Please write out each entry below exactly as given.

◆ Data under study ◆
● ● ●
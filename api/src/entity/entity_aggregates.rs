use sea_orm::entity::prelude::*;

#[derive(Clone, Debug, PartialEq, Eq, DeriveEntityModel)]
#[sea_orm(table_name = "entity_aggregates")]
pub struct Model {
    #[sea_orm(primary_key, auto_increment = false)]
    pub entity_id: String,
    pub info: String,
    pub rating_sum: i64,
    pub rating_count: i64,
}

#[derive(Copy, Clone, Debug, EnumIter, DeriveRelation)]
pub enum Relation {}

impl ActiveModelBehavior for ActiveModel {}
● ● ●
◆ Result of this exercise ◆
filename api/src/entity/entity_aggregates.rs
use sea_orm::entity::prelude::*;

#[derive(Clone, Debug, PartialEq, Eq, DeriveEntityModel)]
#[sea_orm(table_name = "entity_aggregates")]
pub struct Model {
    #[sea_orm(primary_key, auto_increment = false)]
    pub entity_id: String,
    pub info: String,
    pub rating_sum: i64,
    pub rating_count: i64,
}

#[derive(Copy, Clone, Debug, EnumIter, DeriveRelation)]
pub enum Relation {}

impl ActiveModelBehavior for ActiveModel {}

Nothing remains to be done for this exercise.